Listening Back to Late Summer Lectures

With Late Summer Lectures 2017 beginning on 16th August, here’s a chance to reflect on the topics covered by last year’s lecturers. Enjoy listening to these podcasts, and then come along to the new Series to open your eyes to the best new literary research. 

The series began at the end, with Diletta De Cristofaro looking at apocalypse in literature. In an age of climate change we’re more anxious than ever about living on the brink of catastrophe. But Diletta wondered whether literature could offer a compensatory solace, by reminding us that a more utopian life could be built out of the ashes of disaster.

Returning from ends to beginnings, we were taken back to the foundation of Durham Cathedral by Abigail Steed. While St Cuthbert is venerated as its patron saint, Abigail unearthed some of the surprising legends surrounding his acts of vengeance, and even misogyny, towards women.

Along a similar theme of revising traditional wisdom, Jon Greenaway shook up our expectations around Mary Shelley’s Frankenstein. While readers today view the monster as the embodiment of evil, the theological conventions of Shelley’s own time might have tended to see the creator as actually the more malevolent.

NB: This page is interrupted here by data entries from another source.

//! Session state and the interaction handler.
//!
//! Every user interaction is one synchronous pass:
//! resolve location → fetch feed → normalize → filter → paginate.
//! Stages are skipped when their inputs have not changed. The pass never
//! fails; errors become [`Notice`]s on the returned view.

use std::str::FromStr;

use chrono::{FixedOffset, Utc};
use tracing::{debug, info, warn};

use crate::alerts::{DEFAULT_ALERT_MAGNITUDE, SeenRing, detect_alerts};
use crate::client::{FeedFetcher, FeedType};
use crate::filters::DisplayFilter;
use crate::geo::{GeolocationResolver, LocationMode, ResolvedLocation};
use crate::normalize::{NormalizedEvent, normalize};
use crate::paginate::{EventPage, PAGE_SIZE, Pager, paginate};

/// Which clock event times are shown in.
#[derive(Debug, Clone, Copy, PartialEq, Eq, Default)]
pub enum TimeDisplay {
    /// The resolved location's timezone
    #[default]
    Local,
    Utc,
    /// Fixed offset from GMT in whole hours, -12 to +14
    GmtOffset(i32),
}

impl TimeDisplay {
    /// Format an event's time in this clock.
    #[must_use]
    pub fn format(self, event: &NormalizedEvent) -> String {
        const FMT: &str = "%Y-%m-%d %H:%M:%S";
        match self {
            Self::Local => event.time_local.format(FMT).to_string(),
            Self::Utc => event.time_utc.format(FMT).to_string(),
            Self::GmtOffset(hours) => FixedOffset::east_opt(hours * 3600).map_or_else(
                || event.time_utc.format(FMT).to_string(),
                |offset| event.time_utc.with_timezone(&offset).format(FMT).to_string(),
            ),
        }
    }

    /// Name of the clock, e.g. `Asia/Manila`, `UTC`, `GMT+8`.
    #[must_use]
    pub fn zone_label(self, location: Option<&ResolvedLocation>) -> String {
        match self {
            Self::Local => location.map_or_else(|| "UTC".to_string(), |l| l.timezone_name.clone()),
            Self::Utc => "UTC".to_string(),
            Self::GmtOffset(hours) => format!("GMT{hours:+}"),
        }
    }

    /// Form/CLI value, the inverse of `FromStr`.
    #[must_use]
    pub fn as_param(self) -> String {
        match self {
            Self::Local => "local".to_string(),
            Self::Utc => "utc".to_string(),
            Self::GmtOffset(hours) => format!("gmt{hours:+}"),
        }
    }
}

impl FromStr for TimeDisplay {
    type Err = String;

    fn from_str(s: &str) -> Result<Self, Self::Err> {
        let s = s.trim().to_lowercase();
        match s.as_str() {
            "local" => Ok(Self::Local),
            "utc" => Ok(Self::Utc),
            _ => {
                let hours = s
                    .strip_prefix("gmt")
                    .and_then(|h| h.parse::<i32>().ok())
                    .ok_or_else(|| format!("unknown time display: {s} (expected local, utc, gmt+N)"))?;
                if !(-12..=14).contains(&hours) {
                    return Err(format!("GMT offset {hours} out of range [-12, 14]"));
                }
                Ok(Self::GmtOffset(hours))
            }
        }
    }
}

/// Presentation and filtering preferences.
#[derive(Debug, Clone, Copy, PartialEq)]
pub struct Settings {
    pub time_display: TimeDisplay,
    pub filter: DisplayFilter,
    pub page_size: usize,
    pub alert_magnitude: f64,
    pub alert_sound: bool,
    pub desktop_notify: bool,
}

impl Default for Settings {
    fn default() -> Self {
        Self {
            time_display: TimeDisplay::default(),
            filter: DisplayFilter::default(),
            page_size: PAGE_SIZE,
            alert_magnitude: DEFAULT_ALERT_MAGNITUDE,
            alert_sound: true,
            desktop_notify: false,
        }
    }
}

/// What a notice is about.
#[derive(Debug, Clone, Copy, PartialEq, Eq)]
pub enum NoticeKind {
    /// Feed could not be loaded; the list is empty
    FetchFailed,
    /// Location could not be resolved; nothing was fetched
    LocationFailed,
    /// Timezone unknown at the location; times shown in UTC
    TimezoneFallback,
    /// A form or argument could not be parsed; state unchanged
    InvalidInput,
}

#[derive(Debug, Clone, PartialEq, Eq)]
pub struct Notice {
    pub kind: NoticeKind,
    pub message: String,
}

impl Notice {
    #[must_use]
    pub fn is_error(&self) -> bool {
        !matches!(self.kind, NoticeKind::TimezoneFallback)
    }
}

/// One user interaction.
#[derive(Debug, Clone, PartialEq)]
pub enum Interaction {
    /// First render; fetches only if nothing is loaded yet
    Load,
    Refresh,
    NextPage,
    PrevPage,
    JumpPage(i64),
    SetLocation(LocationMode),
    SetFeed(FeedType),
    UpdateSettings(Settings),
}

/// Per-session mutable state, owned by the caller.
///
/// Reset rule: any rebuild of the event list (new fetch, location change)
/// or filter/page-size change puts the pager back on page 0.
#[derive(Debug, Default)]
pub struct Session {
    mode: LocationMode,
    feed: FeedType,
    settings: Settings,
    /// Cached resolution and the mode it was computed for
    location: Option<(LocationMode, ResolvedLocation)>,
    /// Normalized, newest first
    events: Vec<NormalizedEvent>,
    /// `events` after the display filter
    visible: Vec<NormalizedEvent>,
    pager: Pager,
    seen: SeenRing,
    notices: Vec<Notice>,
    loaded: bool,
}

impl Session {
    #[must_use]
    pub fn new(mode: LocationMode, feed: FeedType, settings: Settings) -> Self {
        Self {
            mode,
            feed,
            settings,
            ..Self::default()
        }
    }

    fn resolved(&self) -> Option<&ResolvedLocation> {
        self.location.as_ref().map(|(_, l)| l)
    }

    fn refilter(&mut self) {
        self.visible = self.settings.filter.apply(&self.events);
    }

    fn total_pages(&self) -> usize {
        self.visible.len().div_ceil(self.page_size())
    }

    fn page_size(&self) -> usize {
        if self.settings.page_size == 0 {
            PAGE_SIZE
        } else {
            self.settings.page_size
        }
    }

    fn clear_events(&mut self) {
        self.events.clear();
        self.visible.clear();
        self.pager.reset();
    }

    fn view(&self, alerts: Vec<NormalizedEvent>) -> DashboardView {
        let page = paginate(
            &self.visible,
            i64::try_from(self.pager.index()).unwrap_or(i64::MAX),
            self.page_size(),
        );
        DashboardView {
            location: self.resolved().cloned(),
            mode: self.mode.clone(),
            feed: self.feed,
            settings: self.settings,
            page,
            markers: self.visible.clone(),
            total_fetched: self.events.len(),
            notices: self.notices.clone(),
            alerts,
            rendered_at: Utc::now(),
        }
    }
}

/// Everything a renderer needs for one frame.
#[derive(Debug, Clone)]
pub struct DashboardView {
    pub location: Option<ResolvedLocation>,
    pub mode: LocationMode,
    pub feed: FeedType,
    pub settings: Settings,
    /// Current page of the filtered list
    pub page: EventPage,
    /// The whole filtered list, for the map
    pub markers: Vec<NormalizedEvent>,
    /// Events in the feed before filtering
    pub total_fetched: usize,
    pub notices: Vec<Notice>,
    /// Newly seen events at or above the alert magnitude, newest first
    pub alerts: Vec<NormalizedEvent>,
    pub rendered_at: chrono::DateTime<Utc>,
}

impl DashboardView {
    /// First notice that stopped the pipeline, if any.
    #[must_use]
    pub fn error(&self) -> Option<&Notice> {
        self.notices.iter().find(|n| n.is_error())
    }
}

/// The pipeline's collaborators.
pub struct Dashboard {
    resolver: GeolocationResolver,
    fetcher: Box<dyn FeedFetcher>,
}

impl Dashboard {
    #[must_use]
    pub fn new(resolver: GeolocationResolver, fetcher: Box<dyn FeedFetcher>) -> Self {
        Self { resolver, fetcher }
    }

    /// Apply one interaction to `session` and return the view to render.
    pub fn handle(&self, session: &mut Session, interaction: Interaction) -> DashboardView {
        debug!("handling {:?}", interaction);
        let mut alerts = Vec::new();

        match interaction {
            Interaction::Load => {
                if !session.loaded {
                    alerts = self.rebuild(session);
                }
            }
            Interaction::Refresh => alerts = self.rebuild(session),
            Interaction::SetFeed(feed) => {
                session.feed = feed;
                alerts = self.rebuild(session);
            }
            Interaction::SetLocation(mode) => {
                session.mode = mode;
                alerts = self.rebuild(session);
            }
            Interaction::NextPage => {
                let total = session.total_pages();
                session.pager.next(total);
            }
            Interaction::PrevPage => session.pager.prev(),
            Interaction::JumpPage(index) => {
                let total = session.total_pages();
                session.pager.jump(index, total);
            }
            Interaction::UpdateSettings(settings) => {
                let relist = settings.filter != session.settings.filter
                    || settings.page_size != session.settings.page_size;
                session.settings = settings;
                if relist {
                    session.refilter();
                    session.pager.reset();
                }
            }
        }

        session.view(alerts)
    }

    /// Resolve (if needed), fetch, normalize and filter. Returns alerts.
    fn rebuild(&self, session: &mut Session) -> Vec<NormalizedEvent> {
        session.loaded = true;
        session.notices.clear();

        let location = match self.location(session) {
            Ok(location) => location,
            Err(message) => {
                session.clear_events();
                session.notices.push(Notice {
                    kind: NoticeKind::LocationFailed,
                    message,
                });
                return Vec::new();
            }
        };

        if location.timezone_fallback {
            session.notices.push(Notice {
                kind: NoticeKind::TimezoneFallback,
                message: format!(
                    "No timezone found for {}; showing times in UTC",
                    location.label
                ),
            });
        }

        match self.fetcher.fetch_events(session.feed) {
            Ok(raw) => {
                session.events = normalize(&raw, &location);
                info!(
                    "loaded {} of {} events from {} near {}",
                    session.events.len(),
                    raw.len(),
                    session.feed.as_str(),
                    location.label
                );
            }
            Err(e) => {
                warn!("feed fetch failed: {e}");
                session.events.clear();
                session.notices.push(Notice {
                    kind: NoticeKind::FetchFailed,
                    message: format!("Could not load earthquake feed: {e}"),
                });
            }
        }

        session.refilter();
        session.pager.reset();
        detect_alerts(
            &mut session.seen,
            &session.visible,
            session.settings.alert_magnitude,
        )
    }

    /// Cached location for the current mode, resolving on a miss.
    fn location(&self, session: &mut Session) -> Result<ResolvedLocation, String> {
        if let Some((mode, location)) = &session.location {
            if *mode == session.mode {
                return Ok(location.clone());
            }
        }

        session.location = None;
        match self.resolver.resolve(&session.mode) {
            Ok(location) => {
                session.location = Some((session.mode.clone(), location.clone()));
                Ok(location)
            }
            Err(e) => {
                warn!("location resolution failed: {e}");
                Err(format!("Could not determine location: {e}"))
            }
        }
    }
}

Frankenstein is often viewed as a foundational work of science fiction, and Arthur Rose followed the genre to the modern day, out into the coldness of space and deep into underwater abysses. He looked at the way in which breathing – or lack of it – is both a key device of plot and characterisation, and tells us something about a bodily action that we usually take for granted.

Lastly, we went on a quest for the Holy Grail and Philosopher’s Stone with Curtis Runstedler. Although ultimately unsuccessful, along the way we encountered deathly wizards, Nazis and muppets, and learned about the medieval alchemy that underpins some of our most popular modern movies.

Late Summer Lectures 2017 begins on 16th August. The series continues each Wednesday evening in Alington House, Durham from 17.30. Entry is free, and everyone is very welcome.